BEGIN Data provided

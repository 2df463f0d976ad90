//! Per-key exclusion: holding the guard for one key never blocks another.

use std::{
    collections::HashSet,
    sync::{Arc, Mutex},
};

#[derive(Clone, Default)]
pub struct KeyedLocks {
    held: Arc<Mutex<HashSet<String>>>,
}

/// Releases its key when dropped.
#[derive(Debug)]
pub struct KeyGuard {
    key: String,
    held: Arc<Mutex<HashSet<String>>>,
}

impl KeyedLocks {
    pub fn new() -> Self {
        Self::default()
    }

    /// Claim `key`, or `None` if someone else holds it.
    pub fn try_acquire(&self, key: &str) -> Option<KeyGuard> {
        let mut held = self.held.lock().unwrap_or_else(|e| e.into_inner());
        if !held.insert(key.to_string()) {
            return None;
        }
        Some(KeyGuard {
            key: key.to_string(),
            held: Arc::clone(&self.held),
        })
    }
}

impl Drop for KeyGuard {
    fn drop(&mut self) {
        self.held
            .lock()
            .unwrap_or_else(|e| e.into_inner())
            .remove(&self.key);
    }
}
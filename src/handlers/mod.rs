pub mod auth;
pub mod health_handlers;
pub mod transfer_handlers;
pub mod upload_handlers;
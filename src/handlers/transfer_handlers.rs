//! HTTP handlers for copying and moving files between owners.

use crate::{
    errors::AppError,
    handlers::auth::AuthUser,
    models::transfer::TransferMode,
    services::{
        GatewayState,
        transfer_service::{TransferOutcome, TransferRequest},
    },
};
use axum::{
    Json,
    extract::{Query, State},
};
use serde::Deserialize;

/// Body of `/copy`, `/move` and `/shift`.
#[derive(Debug, Deserialize)]
#[serde(rename_all = "camelCase")]
pub struct TransferReq {
    pub file_id: String,
    /// The destination owner.
    pub user_id: String,
    #[serde(default)]
    pub new_parent: String,
}

#[derive(Debug, Deserialize)]
pub struct ShiftQuery {
    #[serde(rename = "type")]
    pub kind: Option<String>,
}

/// `POST /copy`
pub async fn copy_file(
    State(state): State<GatewayState>,
    AuthUser(user): AuthUser,
    Json(req): Json<TransferReq>,
) -> Result<Json<TransferOutcome>, AppError> {
    run(state, user, req, TransferMode::Copy).await
}

/// `POST /move`
pub async fn move_file(
    State(state): State<GatewayState>,
    AuthUser(user): AuthUser,
    Json(req): Json<TransferReq>,
) -> Result<Json<TransferOutcome>, AppError> {
    run(state, user, req, TransferMode::Move).await
}

/// `POST /shift?type=copy|move`
pub async fn shift(
    State(state): State<GatewayState>,
    AuthUser(user): AuthUser,
    Query(query): Query<ShiftQuery>,
    Json(req): Json<TransferReq>,
) -> Result<Json<TransferOutcome>, AppError> {
    let mode = query
        .kind
        .ok_or_else(|| AppError::bad_request("type query parameter is required"))?
        .parse::<TransferMode>()
        .map_err(AppError::bad_request)?;
    run(state, user, req, mode).await
}

async fn run(
    state: GatewayState,
    user: String,
    req: TransferReq,
    mode: TransferMode,
) -> Result<Json<TransferOutcome>, AppError> {
    let outcome = state
        .transfers
        .transfer(TransferRequest {
            requester_id: user,
            file_id: req.file_id,
            dest_owner_id: req.user_id,
            new_parent_id: req.new_parent,
            mode,
        })
        .await?;
    Ok(Json(outcome))
}
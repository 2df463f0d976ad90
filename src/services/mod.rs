//! Orchestration services and the state shared by every handler.

pub mod key_lock;
pub mod permission_resolver;
pub mod transfer_service;
pub mod upload_service;

use crate::backends::Backends;
use permission_resolver::PermissionResolver;
use transfer_service::{TransferService, TransferSettings};
use upload_service::UploadService;

#[derive(Clone)]
pub struct GatewayState {
    pub uploads: UploadService,
    pub transfers: TransferService,
}

impl GatewayState {
    pub fn new(
        backends: Backends,
        max_permission_depth: usize,
        transfer: TransferSettings,
    ) -> Self {
        let resolver = PermissionResolver::new(backends.clone(), max_permission_depth);
        Self {
            uploads: UploadService::new(backends.clone(), resolver.clone()),
            transfers: TransferService::new(backends, resolver, transfer),
        }
    }
}
#[async_trait]
impl ObjectStorage for DiskObjectStorage {
    async fn put_object(
        &self,
        bucket: &str,
        key: &str,
        content_type: Option<&str>,
        data: Bytes,
    ) -> BackendResult<ObjectInfo> {
        Self::ensure_bucket_safe(bucket)?;
        Self::ensure_key_safe(key)?;
        let (file_path, tmp_path, mut file) = self.open_tmp(bucket, key).await?;

        let written = async {
            file.write_all(&data).await?;
            file.flush().await?;
            file.sync_all().await
        }
        .await;
        if let Err(err) = written {
            let _ = fs::remove_file(&tmp_path).await;
            return Err(err.into());
        }
        Self::commit_tmp(&tmp_path, &file_path).await?;

        Ok(ObjectInfo {
            size: data.len() as i64,
            content_type: content_type.map(str::to_string),
            etag: Some(format!("{:x}", md5::compute(&data))),
        })
    }

    async fn upload_init(
        &self,
        bucket: &str,
        key: &str,
        content_type: Option<&str>,
    ) -> BackendResult<String> {
        Self::ensure_bucket_safe(bucket)?;
        Self::ensure_key_safe(key)?;
        let upload_id = Uuid::new_v4().simple().to_string();
        fs::create_dir_all(self.staging_dir(&upload_id)).await?;

        self.sessions
            .lock()
            .unwrap_or_else(|e| e.into_inner())
            .insert(
                upload_id.clone(),
                PendingUpload {
                    bucket: bucket.to_string(),
                    key: key.to_string(),
                    content_type: content_type.map(str::to_string),
                    next_part: 1,
                },
            );
        debug!("started multipart upload {} for {}/{}", upload_id, bucket, key);
        Ok(upload_id)
    }

    async fn upload_part(
        &self,
        bucket: &str,
        key: &str,
        upload_id: &str,
    ) -> BackendResult<PartStream> {
        self.session(upload_id, bucket, key)?;
        let (req_tx, mut req_rx) = mpsc::channel::<UploadPartRequest>(PART_STREAM_DEPTH);
        let (ack_tx, ack_rx) = mpsc::channel::<BackendResult<PartAck>>(PART_STREAM_DEPTH);

        let store = self.clone();
        let upload_id = upload_id.to_string();
        tokio::spawn(async move {
            let staging = store.staging_dir(&upload_id);
            while let Some(req) = req_rx.recv().await {
                let result = match store.claim_part(&upload_id, req.part_number) {
                    Ok(()) => Self::write_part(&staging, req.part_number, &req.data)
                        .await
                        .map(|etag| PartAck {
                            part_number: req.part_number,
                            etag,
                        }),
                    Err(err) => Err(err),
                };
                let failed = result.is_err();
                if ack_tx.send(result).await.is_err() || failed {
                    break;
                }
            }
        });

        Ok(PartStream {
            requests: req_tx,
            acks: ack_rx,
        })
    }

    async fn upload_complete(
        &self,
        bucket: &str,
        key: &str,
        upload_id: &str,
    ) -> BackendResult<ObjectInfo> {
        let session = self.session(upload_id, bucket, key)?;
        let staging = self.staging_dir(upload_id);
        let (file_path, tmp_path, mut out) = self.open_tmp(bucket, key).await?;

        let mut digest = Context::new();
        let mut size: i64 = 0;
        let assembled: BackendResult<()> = async {
            let mut buf = vec![0u8; COPY_BUFFER_BYTES];
            for part_number in 1..session.next_part {
                let mut part = File::open(Self::part_path(&staging, part_number)).await?;
                loop {
                    let n = part.read(&mut buf).await?;
                    if n == 0 {
                        break;
                    }
                    digest.consume(&buf[..n]);
                    out.write_all(&buf[..n]).await?;
                    size += n as i64;
                }
            }
            out.flush().await?;
            out.sync_all().await?;
            Ok(())
        }
        .await;
        if let Err(err) = assembled {
            let _ = fs::remove_file(&tmp_path).await;
            return Err(err);
        }
        Self::commit_tmp(&tmp_path, &file_path).await?;

        self.sessions
            .lock()
            .unwrap_or_else(|e| e.into_inner())
            .remove(upload_id);
        if let Err(err) = fs::remove_dir_all(&staging).await {
            debug!("failed to remove staging dir {}: {}", staging.display(), err);
        }

        Ok(ObjectInfo {
            size,
            content_type: session.content_type,
            etag: Some(format!("{:x}", digest.compute())),
        })
    }

    async fn upload_abort(&self, bucket: &str, key: &str, upload_id: &str) -> BackendResult<()> {
        self.session(upload_id, bucket, key)?;
        self.sessions
            .lock()
            .unwrap_or_else(|e| e.into_inner())
            .remove(upload_id);
        let staging = self.staging_dir(upload_id);
        match fs::remove_dir_all(&staging).await {
            Ok(()) => Ok(()),
            Err(err) if err.kind() == ErrorKind::NotFound => Ok(()),
            Err(err) => Err(err.into()),
        }
    }

    async fn copy_object(
        &self,
        src_bucket: &str,
        src_key: &str,
        dst_bucket: &str,
        dst_key: &str,
    ) -> BackendResult<ObjectInfo> {
        Self::ensure_bucket_safe(dst_bucket)?;
        Self::ensure_key_safe(dst_key)?;
        let size = self.object_size(src_bucket, src_key).await?;
        if size > MAX_SINGLE_COPY_BYTES {
            return Err(BackendError::InvalidArgument(format!(
                "object `{}` is {} bytes, above the single copy limit",
                src_key, size
            )));
        }

        let src_path = self.object_path(src_bucket, src_key);
        let (file_path, tmp_path, tmp) = self.open_tmp(dst_bucket, dst_key).await?;
        drop(tmp);
        if let Err(err) = fs::copy(&src_path, &tmp_path).await {
            let _ = fs::remove_file(&tmp_path).await;
            return Err(err.into());
        }
        Self::commit_tmp(&tmp_path, &file_path).await?;

        Ok(ObjectInfo {
            size: size as i64,
            content_type: None,
            etag: None,
        })
    }

    async fn upload_part_copy(
        &self,
        src_bucket: &str,
        src_key: &str,
        dst_bucket: &str,
        dst_key: &str,
        upload_id: &str,
        part_number: u32,
        range: (u64, u64),
    ) -> BackendResult<PartAck> {
        self.session(upload_id, dst_bucket, dst_key)?;
        let (first, last) = range;
        let size = self.object_size(src_bucket, src_key).await?;
        if first > last || last >= size {
            return Err(BackendError::InvalidArgument(format!(
                "range {}-{} outside object of {} bytes",
                first, last, size
            )));
        }
        self.claim_part(upload_id, part_number)?;

        let mut src = File::open(self.object_path(src_bucket, src_key)).await?;
        src.seek(SeekFrom::Start(first)).await?;
        let mut limited = src.take(last - first + 1);
        let mut part = File::create(Self::part_path(&self.staging_dir(upload_id), part_number)).await?;
        let mut digest = Context::new();
        let mut buf = vec![0u8; COPY_BUFFER_BYTES];
        loop {
            let n = limited.read(&mut buf).await?;
            if n == 0 {
                break;
            }
            digest.consume(&buf[..n]);
            part.write_all(&buf[..n]).await?;
        }
        part.flush().await?;

        Ok(PartAck {
            part_number,
            etag: format!("{:x}", digest.compute()),
        })
    }

    async fn delete_objects(&self, bucket: &str, keys: &[String]) -> BackendResult<Vec<String>> {
        Self::ensure_bucket_safe(bucket)?;
        let mut failed = Vec::new();
        for key in keys {
            if Self::ensure_key_safe(key).is_err() {
                failed.push(key.clone());
                continue;
            }
            if let Err(err) = self.remove_object(bucket, key).await {
                debug!("failed to delete {}/{}: {}", bucket, key, err);
                failed.push(key.clone());
            }
        }
        Ok(failed)
    }
}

END Data provided

• _Task goal_
In the entries above, find each line with the word "POST" and show it.

• _Completed task_
/// `POST /copy`
/// `POST /move`
/// `POST /shift?type=copy|move`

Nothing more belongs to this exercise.